On March 8 of this year The New York Times ran a story about US Congressman Peter King, a politician who has spent much of this year investigating "Muslim terrorists." Yet, as The Times pointed out, had been for much of his career, a major supporter of the Provisional Irish Republican Army, a terrorist group active in the United Kingdom. He had been labeled an "obvious collaborator" by a judge in a British terror trial, and a "security risk" by the United States government.
Congressman King's ability to differentiate so clearly between organizations which attack the United States and its allies is not necessarily a political stunt. It is far more likely that King has learned very different kinds of stories about different moments in history. The PIRA which the Congressman has supported admits to killing 650 civilians over 30 years and, with sympathizing and associated groups, probably killed 2,000 people during that time. It is a group which has thrown bombs into restaurants, market squares, and busses, killing many children, and most of its attacks have been aimed at the British, America's strongest global ally. Predecessors of the PIRA may have even been involved in sabotaging US ships in New York Harbor during World War I.
Given those facts today, it would seem unlikely that those seeking complete Irish independence from the United Kingdom through violence would be seen as heroes by an American leader, yet, we tell certain stories one way, and we tell other stories in other ways.
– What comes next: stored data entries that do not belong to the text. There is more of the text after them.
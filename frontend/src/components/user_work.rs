//! 管理员查看各测试人员的执行记录

use crate::admin::use_admin;
use crate::components::history::{RunCard, RunSummaryBar};
use crate::components::icons::*;
use crate::components::layout::{ConfirmDialog, Notice, NoticeToast, PageHeader};
use leptos::prelude::*;
use std::collections::BTreeMap;
use testhub_shared::models::{ManagedUser, TestRun, UserStatus};
use testhub_shared::views::{
    RunSummary, remove_run, search_runs_by_suite, search_testers, user_work_runs,
};

/// 等待确认的删除操作
#[derive(Debug, Clone, PartialEq)]
enum PendingDelete {
    AllOf { user_id: i64, name: String },
    Run { user_id: i64, run_id: String },
}

fn summary_for(work: &BTreeMap<i64, Vec<TestRun>>, user_id: i64) -> RunSummary {
    RunSummary::of(work.get(&user_id).map(Vec::as_slice).unwrap_or_default())
}

#[component]
pub fn UserWorkPage() -> impl IntoView {
    let admin = use_admin();
    let work = RwSignal::new(user_work_runs());
    let selected = RwSignal::new(None::<i64>);
    let pending = RwSignal::new(None::<PendingDelete>);
    let notice = Notice::new();

    let selected_user = Memo::new(move |_| {
        let id = selected.get()?;
        admin.users.with(|users| users.iter().find(|u| u.id == id).cloned())
    });

    let confirm = Callback::new(move |_| {
        let Some(action) = pending.get_untracked() else {
            return;
        };
        match action {
            PendingDelete::AllOf { user_id, .. } => {
                work.update(|w| {
                    w.insert(user_id, Vec::new());
                });
                notice.success("All test cases deleted");
            }
            PendingDelete::Run { user_id, run_id } => {
                let removed = work
                    .try_update(|w| w.get_mut(&user_id).is_some_and(|runs| remove_run(runs, &run_id)))
                    .unwrap_or(false);
                if removed {
                    notice.success("Test case deleted");
                }
            }
        }
        pending.set(None);
    });

    let dialog_title = move || match pending.get() {
        Some(PendingDelete::AllOf { .. }) => "Delete All Test Cases",
        _ => "Delete Test Case",
    };
    let dialog_message = Signal::derive(move || match pending.get() {
        Some(PendingDelete::AllOf { name, .. }) => format!(
            "Are you sure you want to delete all test cases for {}? This action cannot be undone.",
            name
        ),
        _ => "Are you sure you want to delete this test case? This action cannot be undone."
            .to_string(),
    });

    view! {
        <NoticeToast notice=notice />
        {move || match selected_user.get() {
            None => view! { <TesterList work=work selected=selected pending=pending /> }.into_any(),
            Some(user) => {
                view! { <TesterWork user=user work=work selected=selected pending=pending /> }
                    .into_any()
            }
        }}
        {move || {
            view! {
                <ConfirmDialog
                    open=Signal::derive(move || pending.with(Option::is_some))
                    title=dialog_title()
                    message=dialog_message
                    confirm_label="Delete"
                    on_confirm=confirm
                    on_cancel=Callback::new(move |_| pending.set(None))
                />
            }
        }}
    }
}

// =========================================================
// 测试人员列表
// =========================================================

#[component]
fn TesterList(
    work: RwSignal<BTreeMap<i64, Vec<TestRun>>>,
    selected: RwSignal<Option<i64>>,
    pending: RwSignal<Option<PendingDelete>>,
) -> impl IntoView {
    let admin = use_admin();
    let query = RwSignal::new(String::new());

    let tester_count = move || {
        admin
            .users
            .with(|users| search_testers(users, "").len())
    };
    let testers = move || {
        admin.users.with(|users| {
            query.with(|q| search_testers(users, q).into_iter().cloned().collect::<Vec<_>>())
        })
    };

    view! {
        <PageHeader title="User Work" subtitle="Select a user to view their test execution history">
            <span class="badge badge-info badge-lg gap-2">
                <UsersIcon attr:class="h-4 w-4" />
                {move || format!("{} Testers", tester_count())}
            </span>
        </PageHeader>

        <div class="card bg-base-100 shadow-xl">
            <div class="card-body">
                <div class="flex flex-col md:flex-row md:items-center md:justify-between gap-4 mb-4">
                    <h2 class="card-title">"All Testers"</h2>
                    <label class="input md:w-80">
                        <Search attr:class="h-4 w-4 opacity-50" />
                        <input
                            type="search"
                            class="grow"
                            placeholder="Search by name or email..."
                            prop:value=move || query.get()
                            on:input=move |ev| query.set(event_target_value(&ev))
                        />
                    </label>
                </div>
                <div class="overflow-x-auto">
                    <table class="table">
                        <thead>
                            <tr>
                                <th>"Tester"</th>
                                <th class="text-center">"Total Tests"</th>
                                <th class="text-center">"Passed"</th>
                                <th class="text-center">"Failed"</th>
                                <th>"Status"</th>
                                <th>"Last Active"</th>
                                <th class="text-right">"Actions"</th>
                            </tr>
                        </thead>
                        <tbody>
                            <For
                                each=testers
                                key=|u| u.id
                                children=move |user| {
                                    view! {
                                        <TesterRow user=user work=work selected=selected pending=pending />
                                    }
                                }
                            />
                        </tbody>
                    </table>
                </div>
            </div>
        </div>
    }
}

#[component]
fn TesterRow(
    user: ManagedUser,
    work: RwSignal<BTreeMap<i64, Vec<TestRun>>>,
    selected: RwSignal<Option<i64>>,
    pending: RwSignal<Option<PendingDelete>>,
) -> impl IntoView {
    let user_id = user.id;
    let name = user.name.clone();
    let summary = move || work.with(|w| summary_for(w, user_id));
    let status_class = match user.status {
        UserStatus::Active => "badge badge-success badge-soft",
        UserStatus::Inactive => "badge badge-ghost",
    };

    view! {
        <tr class="hover cursor-pointer" on:click=move |_| selected.set(Some(user_id))>
            <td>
                <div class="font-medium">{user.name.clone()}</div>
                <div class="text-xs text-base-content/60">{user.email.clone()}</div>
            </td>
            <td class="text-center">{move || summary().total}</td>
            <td class="text-center text-success">{move || summary().passed}</td>
            <td class="text-center text-error">{move || summary().failed}</td>
            <td>
                <span class=status_class>{user.status.label()}</span>
            </td>
            <td class="text-base-content/60">{user.last_active.clone()}</td>
            <td class="text-right space-x-1">
                <button class="btn btn-ghost btn-xs gap-1" on:click=move |_| selected.set(Some(user_id))>
                    <Eye attr:class="h-4 w-4" />
                    "View"
                </button>
                <button
                    class="btn btn-ghost btn-xs gap-1 text-error"
                    disabled=move || summary().total == 0
                    on:click=move |ev| {
                        ev.stop_propagation();
                        pending
                            .set(
                                Some(PendingDelete::AllOf {
                                    user_id,
                                    name: name.clone(),
                                }),
                            );
                    }
                >
                    <Trash2 attr:class="h-4 w-4" />
                    "Delete All"
                </button>
            </td>
        </tr>
    }
}

// =========================================================
// 单个测试人员的执行记录
// =========================================================

#[component]
fn TesterWork(
    user: ManagedUser,
    work: RwSignal<BTreeMap<i64, Vec<TestRun>>>,
    selected: RwSignal<Option<i64>>,
    pending: RwSignal<Option<PendingDelete>>,
) -> impl IntoView {
    let user_id = user.id;
    let suite_query = RwSignal::new(String::new());

    let summary = Memo::new(move |_| work.with(|w| summary_for(w, user_id)));
    let has_runs = move || summary.get().total > 0;
    let runs = move || {
        work.with(|w| {
            let all = w.get(&user_id).map(Vec::as_slice).unwrap_or_default();
            suite_query.with(|q| search_runs_by_suite(all, q).into_iter().cloned().collect::<Vec<_>>())
        })
    };
    let no_match = move || {
        suite_query.with(|q| {
            if q.trim().is_empty() {
                "This user hasn't run any tests yet.".to_string()
            } else {
                format!("No test suites match \"{}\"", q)
            }
        })
    };

    let on_delete = Callback::new(move |run_id: String| {
        pending.set(Some(PendingDelete::Run { user_id, run_id }));
    });
    let name = user.name.clone();
    let delete_all = move |_| {
        pending.set(Some(PendingDelete::AllOf {
            user_id,
            name: name.clone(),
        }));
    };

    view! {
        <div class="flex items-center gap-4 mb-8">
            <button class="btn btn-ghost btn-square" on:click=move |_| selected.set(None)>
                <ArrowLeft attr:class="h-5 w-5" />
            </button>
            <div class="flex-1">
                <h1 class="text-3xl font-bold">{format!("{}'s Work", user.name)}</h1>
                <p class="text-base-content/70">
                    {format!("View all test executions by {}", user.name)}
                </p>
            </div>
            <Show when=has_runs>
                <button class="btn btn-outline btn-error gap-2" on:click=delete_all.clone()>
                    <Trash2 attr:class="h-4 w-4" />
                    "Delete All Tests"
                </button>
            </Show>
        </div>

        <Show
            when=has_runs
            fallback=|| {
                view! {
                    <div class="card bg-base-100 shadow text-center py-12">
                        <h3 class="text-lg font-semibold mb-2">"No Test Executions"</h3>
                        <p class="text-base-content/60">"This user hasn't run any tests yet."</p>
                    </div>
                }
            }
        >
            <RunSummaryBar summary=summary.into() />

            <div class="flex flex-col md:flex-row md:items-center md:justify-between gap-4 mb-4">
                <h2 class="text-lg font-semibold flex items-center gap-2">
                    <FlaskConical attr:class="h-5 w-5 text-primary" />
                    "Test Suites"
                </h2>
                <label class="input md:w-80">
                    <Search attr:class="h-4 w-4 opacity-50" />
                    <input
                        type="search"
                        class="grow"
                        placeholder="Search by test suite name..."
                        prop:value=move || suite_query.get()
                        on:input=move |ev| suite_query.set(event_target_value(&ev))
                    />
                </label>
            </div>

            <div class="space-y-3">
                <Show when=move || runs().is_empty()>
                    <div class="card bg-base-100 shadow text-center py-12">
                        <h3 class="text-lg font-semibold mb-2">"No Test Suites Found"</h3>
                        <p class="text-base-content/60">{no_match}</p>
                    </div>
                </Show>
                <For
                    each=runs
                    key=|run| run.id.clone()
                    children=move |run| view! { <RunCard run=run on_delete=on_delete /> }
                />
            </div>
        </Show>
    }
}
Some stories we forget, others we make into historically mythic moments.
If you were to bring the story of Congressman King to your classroom, how would your students investigate this? Is it, in today’s world, acceptable for a leader to say, “The fact is, the I.R.A. never attacked the United States. And my loyalty is to the United States,” as the Congressman did? Would he say that to the survivors of I.R.A. attacks at Harrod’s Department Store in 1983 or the Bishopsgate bomb of 1993 or the Warrington “trash bin” bombings of 1996 which seemed aimed at children? If Al Qaeda had attacked only London and Madrid, would that be unimportant? UK and Spanish troops joined the US in Afghanistan after 9/11, should they have?
How would students delve into the stories which form these histories? How would they look at the purposes of the authors, or the repeaters, of the stories? How would they understand how these stories impact their lives? (Impacts big and small: There are no public trash bins anymore in British cities, and your students may have older relatives in Iraq or Afghanistan now. Your high school students may end up there themselves. If they fly they must take their shoes off, if they take out a library book the US government may know about it.)
So, as your students begin to investigate the meaning of 9/11 ten years after it occurred - more than half of any of their lifespans - we can, through the use of critical learning strategies, explore not just those events but, much more importantly, how history is constructed, and why.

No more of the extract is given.